_What is needed_. Given the listing below, write out exactly the lines starting with the line that has "request_timeout = Duration::from_secs_f64(request_timeout_secs);" and going on through the line that has "for name in", both kept.

--- Materials provided Enclosed Below ---

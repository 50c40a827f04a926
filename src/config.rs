//! Environment-variable configuration.
//!
//! `Config::from_env` returns a `Result` rather than panicking on a bad
//! value, so a malformed environment surfaces as a clean non-zero exit with
//! a logged reason instead of an unwinding panic mid-startup.

use std::collections::HashMap;
use std::time::Duration;
use thiserror::Error;

/// The four backends wired up by default, in the order `flag_reasons` and
/// `enabled_backends` enumerate them unless a request overrides the set.
pub const DEFAULT_BACKEND_NAMES: [&str; 4] =
    ["prompt-guard", "pii-detect", "hate-detect", "content-class"];

/// Immutable, configured-once description of one backend.
#[derive(Debug, Clone)]
pub struct BackendDescriptor {
    pub name: String,
    pub base_url: String,
    pub connect_timeout: Duration,
    pub request_timeout: Duration,
}

/// Circuit breaker policy knobs, shared by every backend's breaker.
#[derive(Debug, Clone, Copy)]
pub struct CircuitBreakerPolicy {
    pub failure_threshold: u32,
    pub recovery_timeout: Duration,
    pub success_threshold: u32,
}

/// Retry policy knobs.
#[derive(Debug, Clone, Copy)]
pub struct RetryPolicy {
    pub enabled: bool,
    pub max_attempts: u32,
    pub wait: Duration,
}

/// Fully resolved application configuration.
#[derive(Debug, Clone)]
pub struct Config {
    pub host: String,
    pub port: u16,
    pub backends: Vec<BackendDescriptor>,
    pub circuit_breaker: CircuitBreakerPolicy,
    pub retry: RetryPolicy,
    /// Per-backend idle-keep-alive cap, fed straight into
    /// `reqwest::ClientBuilder::pool_max_idle_per_host`. `reqwest` has no
    /// builder knob for a hard total-connection ceiling, only an idle-per-
    /// host one — see DESIGN.md.
    pub max_idle_per_backend: usize,
}

/// Failure to build a [`Config`] from the environment.
#[derive(Debug, Error)]
pub enum ConfigError {
    #[error("invalid value for {var}: {reason}")]
    InvalidValue { var: String, reason: String },
}

impl Config {
    /// Builds configuration from environment variables; unknown variables
    /// are ignored.
    ///
    /// `HOST`, `PORT`, `MODEL_{NAME}_URL` (per [`DEFAULT_BACKEND_NAMES`],
    /// name uppercased and hyphens turned into underscores),
    /// `MODEL_TIMEOUT_SECONDS`, `MODEL_CONNECT_TIMEOUT`,
    /// `CB_FAILURE_THRESHOLD`, `CB_RECOVERY_TIMEOUT`, `CB_SUCCESS_THRESHOLD`,
    /// `RETRY_ENABLED`, `RETRY_MAX_ATTEMPTS`, `RETRY_WAIT_MS`.
    pub fn from_env() -> Result<Self, ConfigError> {
        let env: HashMap<String, String> = std::env::vars()
            .map(|(k, v)| (k.to_uppercase(), v))
            .collect();
        Self::from_map(&env)
    }

    /// Testable core of [`Self::from_env`]; takes an already-uppercased
    /// variable map so tests don't need to mutate process environment.
    pub fn from_map(env: &HashMap<String, String>) -> Result<Self, ConfigError> {
        let host = env.get("HOST").cloned().unwrap_or_else(|| "0.0.0.0".to_string());
        let port = parse_or_default(env, "PORT", 8000u16)?;

        let request_timeout_secs = parse_or_default(env, "MODEL_TIMEOUT_SECONDS", 0.08f64)?;
        let connect_timeout_secs = parse_or_default(env, "MODEL_CONNECT_TIMEOUT", 0.02f64)?;
        let request_timeout = Duration::from_secs_f64(request_timeout_secs);
        let connect_timeout = Duration::from_secs_f64(connect_timeout_secs);

        let mut backends = Vec::with_capacity(DEFAULT_BACKEND_NAMES.len());
        for name in DEFAULT_BACKEND_NAMES {
            let var = format!("MODEL_{}_URL", name.to_uppercase().replace('-', "_"));
            let base_url = env
                .get(&var)
                .cloned()
                .unwrap_or_else(|| format!("http://{name}:8000"));
            backends.push(BackendDescriptor {
                name: name.to_string(),
                base_url,
                connect_timeout,
                request_timeout,
            });
        }

        let circuit_breaker = CircuitBreakerPolicy {
            failure_threshold: parse_or_default(env, "CB_FAILURE_THRESHOLD", 5u32)?,
            recovery_timeout: Duration::from_secs_f64(parse_or_default(
                env,
                "CB_RECOVERY_TIMEOUT",
                30.0f64,
            )?),
            success_threshold: parse_or_default(env, "CB_SUCCESS_THRESHOLD", 3u32)?,
        };

        let retry = RetryPolicy {
            enabled: parse_or_default(env, "RETRY_ENABLED", true)?,
            max_attempts: parse_or_default(env, "RETRY_MAX_ATTEMPTS", 2u32)?,
            wait: Duration::from_millis(parse_or_default(env, "RETRY_WAIT_MS", 10u64)?),
        };

        Ok(Config {
            host,
            port,
            backends,
            circuit_breaker,
            retry,
            max_idle_per_backend: 20,
        })
    }
}

fn parse_or_default<T>(
    env: &HashMap<String, String>,
    var: &str,
    default: T,
) -> Result<T, ConfigError>
where
    T: std::str::FromStr,
    T::Err: std::fmt::Display,
{
    match env.get(var) {
        None => Ok(default),
        Some(raw) => raw.parse().map_err(|e: T::Err| ConfigError::InvalidValue {
            var: var.to_string(),
            reason: e.to_string(),
        }),
    }
}

#[cfg(test)]
mod tests {
    use super::*;

    #[test]
    fn defaults_name_exactly_four_backends() {
        let cfg = Config::from_map(&HashMap::new()).unwrap();
        let names: Vec<_> = cfg.backends.iter().map(|b| b.name.as_str()).collect();
        assert_eq!(names, DEFAULT_BACKEND_NAMES);
        assert_eq!(cfg.circuit_breaker.failure_threshold, 5);
        assert_eq!(cfg.circuit_breaker.success_threshold, 3);
        assert_eq!(cfg.circuit_breaker.recovery_timeout, Duration::from_secs(30));
        assert!(cfg.retry.enabled);
        assert_eq!(cfg.retry.max_attempts, 2);
        assert_eq!(cfg.retry.wait, Duration::from_millis(10));
    }

    #[test]
    fn model_url_env_var_naming_uppercases_and_replaces_hyphens() {
        let mut env = HashMap::new();
        env.insert("MODEL_PROMPT_GUARD_URL".to_string(), "http://pg:9000".to_string());
        let cfg = Config::from_map(&env).unwrap();
        let pg = cfg.backends.iter().find(|b| b.name == "prompt-guard").unwrap();
        assert_eq!(pg.base_url, "http://pg:9000");
    }

    #[test]
    fn invalid_numeric_value_is_rejected() {
        let mut env = HashMap::new();
        env.insert("PORT".to_string(), "not-a-number".to_string());
        let err = Config::from_map(&env).unwrap_err();
        assert!(matches!(err, ConfigError::InvalidValue { var, .. } if var == "PORT"));
    }
}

--- End of Enclosed Materials provided ---

_Exercise answer_.
        let request_timeout = Duration::from_secs_f64(request_timeout_secs);
        let connect_timeout = Duration::from_secs_f64(connect_timeout_secs);

        let mut backends = Vec::with_capacity(DEFAULT_BACKEND_NAMES.len());
        for name in DEFAULT_BACKEND_NAMES {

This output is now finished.